Fellow self-saboteur here! People often say that I am SO much more keen to help other people with their problems (often complex and challenging ones) and yet why do I not keep my own life in check? I think a lot of it comes from low self esteem and maybe not feeling that your own needs are important, or deserving of your effort, and a little bit of the novelty of other people’s problems probably being different to your own, and probably even a bit of the instant gratification you can get when someone thanks you for helping them. I think a way of making progress with this is to firstly give yourself a break, realise that other people’s expectations and standards do not have to be your own (although some are a bit unavoidable such as your health and finances of course), and work on finding yourself important. For me even before I found out about ADHD (only last year at 32 – this thread has made me at least s bit grateful that this is younger than many others diagnosed as adults (although I have managed to sabotage one marriage already 😂)) I had found that guided meditations from YouTube were very helpful for anxiety and depression (as I was treated for since I was 13 and to some extent still present, but a lot of the symptoms transpire as part of ADHD such as demotivation and disinterest in required tasks OR potentially because of it such as low self esteem due to seemingly constant failings at things other people find simple, and receiving criticism as such).
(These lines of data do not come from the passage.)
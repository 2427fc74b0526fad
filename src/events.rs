use crate::models::{Filter, Item};

pub const PERSISTENCE_WARNING: &str = "Failed to save data. Make sure storage is not full.";

/// What the view layer receives after every state change.
#[derive(Debug, Clone, PartialEq, serde::Serialize)]
pub struct StatePayload {
    pub items: Vec<Item>,
    pub active_count: usize,
    pub total: usize,
    pub filter: Filter,
}

/// Observer implemented by the view layer.
///
/// Callbacks run while the engine holds the state, so they must not call back into the engine.
pub trait TodoView: Send + Sync {
    fn state_changed(&self, payload: &StatePayload);

    /// Blocking user-facing warning; only raised for local save failures.
    fn warn(&self, message: &str);

    fn loading(&self, _loading: bool) {}
}
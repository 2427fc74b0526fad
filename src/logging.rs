use std::path::Path;

pub const LOG_FILE_BASENAME: &str = "myday";
pub const LOG_FILE_SUFFIX: &str = "log";
pub const LOG_ROTATE_SIZE_BYTES: u64 = 10 * 1024 * 1024;
pub const LOG_ROTATE_KEEP_FILES: usize = 10;
pub const ENV_LOG: &str = "MYDAY_LOG";

/// Log files live next to the todo data.
pub fn log_directory(data_dir: &Path) -> &Path {
    data_dir
}

/// Filter spec: `MYDAY_LOG`, then `RUST_LOG`, then the build default.
pub fn log_spec() -> String {
    let default_spec = if cfg!(debug_assertions) {
        "warn,myday_lib=debug,myday=debug"
    } else {
        "warn,myday_lib=info,myday=info"
    };
    [ENV_LOG, "RUST_LOG"]
        .iter()
        .find_map(|key| {
            std::env::var(key)
                .ok()
                .filter(|value| !value.trim().is_empty())
        })
        .unwrap_or_else(|| default_spec.to_string())
}

#[cfg(feature = "app")]
pub fn init_logging(data_dir: &Path) -> Result<(), flexi_logger::FlexiLoggerError> {
    use flexi_logger::{
        detailed_format, Cleanup, Criterion, Duplicate, FileSpec, Logger, Naming, WriteMode,
    };

    std::fs::create_dir_all(data_dir)?;

    Logger::try_with_str(log_spec())?
        .log_to_file(
            FileSpec::default()
                .directory(log_directory(data_dir))
                .basename(LOG_FILE_BASENAME)
                .suffix(LOG_FILE_SUFFIX),
        )
        .write_mode(WriteMode::BufferAndFlush)
        .format_for_files(detailed_format)
        .rotate(
            Criterion::Size(LOG_ROTATE_SIZE_BYTES),
            Naming::Numbers,
            Cleanup::KeepLogFiles(LOG_ROTATE_KEEP_FILES),
        )
        // stdout carries the list output, so diagnostics go to stderr.
        .duplicate_to_stderr(if cfg!(debug_assertions) {
            Duplicate::Info
        } else {
            Duplicate::Warn
        })
        .start()?;

    install_panic_hook();

    log::info!(
        "logger initialized dir={} rotate_size_bytes={} keep_files={}",
        log_directory(data_dir).display(),
        LOG_ROTATE_SIZE_BYTES,
        LOG_ROTATE_KEEP_FILES
    );
    Ok(())
}

#[cfg(feature = "app")]
fn install_panic_hook() {
    let default_hook = std::panic::take_hook();
    std::panic::set_hook(Box::new(move |info: &std::panic::PanicHookInfo<'_>| {
        let payload = info
            .payload()
            .downcast_ref::<&str>()
            .copied()
            .or_else(|| info.payload().downcast_ref::<String>().map(|s| s.as_str()))
            .unwrap_or("<non-string panic payload>");
        let location = info
            .location()
            .map(|loc| format!("{loc}"))
            .unwrap_or_else(|| "<unknown>".to_string());
        let backtrace = std::backtrace::Backtrace::force_capture();

        log::error!("panic: payload={payload} location={location}\nbacktrace:\n{backtrace}");
        default_hook(info);
    }));
}
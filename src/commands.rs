use crate::engine::{EditOutcome, Engine};
use crate::models::{Filter, Item};

#[derive(Debug, serde::Serialize)]
pub struct CommandResult<T> {
    pub ok: bool,
    pub data: Option<T>,
    pub error: Option<String>,
}

fn ok<T>(data: T) -> CommandResult<T> {
    CommandResult {
        ok: true,
        data: Some(data),
        error: None,
    }
}

fn err<T>(message: &str) -> CommandResult<T> {
    CommandResult {
        ok: false,
        data: None,
        error: Some(message.to_string()),
    }
}

/// User actions the front end can dispatch.
#[derive(Debug, Clone, PartialEq)]
pub enum Command {
    List { filter: Option<Filter> },
    Add { text: String },
    Toggle { id: String },
    Edit { id: String, text: String },
    Delete { id: String },
    ClearCompleted,
    Sync,
}

pub fn add_impl(engine: &Engine, text: &str) -> CommandResult<Item> {
    match engine.add(text) {
        Some(item) => ok(item),
        None => err("text is empty"),
    }
}

pub fn toggle_impl(engine: &Engine, id: &str) -> CommandResult<bool> {
    match engine.toggle(id) {
        Some(completed) => ok(completed),
        None => err("item not found"),
    }
}

pub fn edit_impl(engine: &Engine, id: &str, text: &str) -> CommandResult<EditOutcome> {
    match engine.edit(id, text) {
        EditOutcome::NotFound => err("item not found"),
        outcome => ok(outcome),
    }
}

pub fn delete_impl(engine: &Engine, id: &str) -> CommandResult<bool> {
    if engine.delete(id) {
        ok(true)
    } else {
        err("item not found")
    }
}

pub fn clear_completed_impl(engine: &Engine) -> CommandResult<Vec<String>> {
    ok(engine.clear_completed())
}

pub async fn sync_impl(engine: &Engine) -> CommandResult<usize> {
    match engine.sync_from_remote().await {
        Ok(count) => ok(count),
        Err(error) => err(&format!("sync failed: {error}")),
    }
}

/// Runs `command` and describes the outcome in one line.
pub async fn execute(engine: &Engine, command: Command) -> CommandResult<String> {
    match command {
        Command::List { filter } => {
            if let Some(filter) = filter {
                engine.set_filter(filter);
            }
            ok(format!("showing {}", engine.state().filter()))
        }
        Command::Add { text } => describe(add_impl(engine, &text), |item| {
            format!("added {} ({})", item.text, item.id)
        }),
        Command::Toggle { id } => describe(toggle_impl(engine, &id), |completed| {
            let status = if completed { "completed" } else { "active" };
            format!("{id} is now {status}")
        }),
        Command::Edit { id, text } => {
            describe(edit_impl(engine, &id, &text), |outcome| match outcome {
                EditOutcome::Deleted => format!("deleted {id} (empty text)"),
                _ => format!("updated {id}"),
            })
        }
        Command::Delete { id } => describe(delete_impl(engine, &id), |_| format!("deleted {id}")),
        Command::ClearCompleted => describe(clear_completed_impl(engine), |ids| {
            format!("cleared {} completed item(s)", ids.len())
        }),
        Command::Sync => describe(sync_impl(engine).await, |count| {
            format!("synced {count} item(s) from remote")
        }),
    }
}

fn describe<T>(
    result: CommandResult<T>,
    message: impl FnOnce(T) -> String,
) -> CommandResult<String> {
    CommandResult {
        ok: result.ok,
        data: result.data.map(message),
        error: result.error,
    }
}
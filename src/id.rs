use ulid::Ulid;

/// New item id: millisecond timestamp followed by random bits, lowercased.
/// Ids created later in the session sort after earlier ones at millisecond granularity.
pub fn generate() -> String {
    Ulid::new().to_string().to_ascii_lowercase()
}

#[cfg(test)]
mod tests {
    use super::*;
    use std::collections::HashSet;

    #[test]
    fn rapid_calls_never_collide() {
        let ids: HashSet<String> = (0..10_000).map(|_| generate()).collect();
        assert_eq!(ids.len(), 10_000);
    }

    #[test]
    fn time_component_is_nondecreasing() {
        let first = generate();
        std::thread::sleep(std::time::Duration::from_millis(2));
        let second = generate();
        // The first 10 characters encode the millisecond timestamp.
        assert!(first[..10] < second[..10]);
        assert_eq!(first.len(), 26);
        assert!(first.chars().all(|c| c.is_ascii_alphanumeric()));
    }
}
use std::time::Duration;

use reqwest::{header, Client, StatusCode, Url};
use serde::de::DeserializeOwned;
use serde::Serialize;
use thiserror::Error;

use crate::models::{Item, ItemPatch};

// The spreadsheet backend only answers simple (non-preflighted) requests,
// so write bodies are JSON sent as plain text.
const WRITE_CONTENT_TYPE: &str = "text/plain;charset=utf-8";

#[derive(Debug, Error)]
pub enum RemoteError {
    #[error("no remote endpoint configured")]
    NotConfigured,
    #[error("invalid remote endpoint {url}: {reason}")]
    InvalidEndpoint { url: String, reason: String },
    #[error("request failed: {0}")]
    Transport(#[from] reqwest::Error),
    #[error("HTTP error! status: {status}")]
    Status { status: StatusCode, body: String },
    #[error("unexpected response body: {0}")]
    Decode(#[from] serde_json::Error),
}

/// Body of a write request; `action` selects the backend operation.
#[derive(Debug, Serialize)]
#[serde(tag = "action")]
enum WriteRequest<'a> {
    #[serde(rename = "create")]
    Create(&'a Item),
    #[serde(rename = "update")]
    Update {
        id: &'a str,
        #[serde(skip_serializing_if = "Option::is_none")]
        text: Option<&'a str>,
        #[serde(rename = "isCompleted", skip_serializing_if = "Option::is_none")]
        is_completed: Option<bool>,
    },
    #[serde(rename = "delete")]
    Delete { id: &'a str },
    #[serde(rename = "deleteMultiple")]
    DeleteMultiple { ids: &'a [String] },
}

/// Stateless client for the sheet-backed todo endpoint.
#[derive(Debug, Clone)]
pub struct RemoteClient {
    endpoint: Url,
    http: Client,
}

impl RemoteClient {
    pub fn new(endpoint: &str, timeout: Duration) -> Result<Self, RemoteError> {
        let endpoint = Url::parse(endpoint.trim()).map_err(|err| RemoteError::InvalidEndpoint {
            url: endpoint.to_string(),
            reason: err.to_string(),
        })?;
        if !matches!(endpoint.scheme(), "http" | "https") {
            return Err(RemoteError::InvalidEndpoint {
                url: endpoint.to_string(),
                reason: format!("unsupported scheme {}", endpoint.scheme()),
            });
        }
        let http = Client::builder().timeout(timeout).build()?;
        Ok(Self { endpoint, http })
    }

    pub fn endpoint(&self) -> &Url {
        &self.endpoint
    }

    pub async fn fetch_all(&self) -> Result<Vec<Item>, RemoteError> {
        let resp = self.http.get(self.endpoint.clone()).send().await?;
        Self::parse(resp).await
    }

    pub async fn create(&self, item: &Item) -> Result<serde_json::Value, RemoteError> {
        self.write(&WriteRequest::Create(item)).await
    }

    pub async fn update(
        &self,
        id: &str,
        patch: &ItemPatch,
    ) -> Result<serde_json::Value, RemoteError> {
        self.write(&WriteRequest::Update {
            id,
            text: patch.text.as_deref(),
            is_completed: patch.is_completed,
        })
        .await
    }

    pub async fn delete(&self, id: &str) -> Result<serde_json::Value, RemoteError> {
        self.write(&WriteRequest::Delete { id }).await
    }

    pub async fn delete_many(&self, ids: &[String]) -> Result<serde_json::Value, RemoteError> {
        self.write(&WriteRequest::DeleteMultiple { ids }).await
    }

    async fn write(&self, request: &WriteRequest<'_>) -> Result<serde_json::Value, RemoteError> {
        let body = serde_json::to_string(request)?;
        let resp = self
            .http
            .post(self.endpoint.clone())
            .header(header::CONTENT_TYPE, WRITE_CONTENT_TYPE)
            .body(body)
            .send()
            .await?;
        Self::parse(resp).await
    }

    async fn parse<T: DeserializeOwned>(resp: reqwest::Response) -> Result<T, RemoteError> {
        let status = resp.status();
        let text = resp.text().await?;
        if !status.is_success() {
            return Err(RemoteError::Status { status, body: text });
        }
        Ok(serde_json::from_str(&text)?)
    }
}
I believe that meditation is great for reprogramming some of your attitudes and it certainly helps to overcome anxiety and get better coping mechanisms for meltdown or hyped up overwhelmed feelings. It will never fix certain things but it can help you especially when guided, to have a word with yourself internally and work out what is really important to you. It can help to ask questions such as ‘what do you really consider to be a marker of success’… anything from visualising yourself in a graduation gown, to picturing yourself a calmer and more healthy person, who has paid their bills on time and is fit and well.
It can be hard sometimes (possibly especially for ADHD people) to get away from cliché definitions of success that look like something out of 80s stock photos, at first you can even find yourself picturing some Jerry Macguire yuppie figure with a suit on and money raining upon them, so you need to go deeper to see what YOUR definition of progress and eventual goals might be.
I’ve given up my corporate career in big businesses because you know what, it needed sabotaging, my priorities have changed. I used to earn quite a bit of money and I spent it all on just trying to survive, rarely having anything to show for it but a frazzled stressed brain, a body feeling just all round ill, and still never paying my bills on time. I’ve decided that a new goal is to just stick up for myself, do things that are truly manageable (and that includes holding off debt collectors for a while) and STOP trying to change everything all at once. I’m considering a lot of things to be experimental. I’ve taken on some temporary jobs and lost them, but it didn’t matter because I told myself I am only going to live in the short term but I am still going to do my best. I am shockingly bad at being on time and that is a problem for a 9-6 job. So I’m changing my goals having got to know myself and told myself that I deserve better than to feel like I’m failing at something that is set for me by others. I’m doing dog sitting on the side, I’m chasing up money that I never got round to claiming or asking for, and I’m looking into doing a little care work with people who have learning disabilities, because as a person with albeit mild ADHD and high empathy/intuition, it might be a job that helps me to thrive and not just get by. God knows maybe I’ll even feel like I’m happy to go to work, but that has worn off quickly in my experience and then the self sabotage thing happens usually starting with lateness and ending with anxiety and stress and feelings of failure and sickness.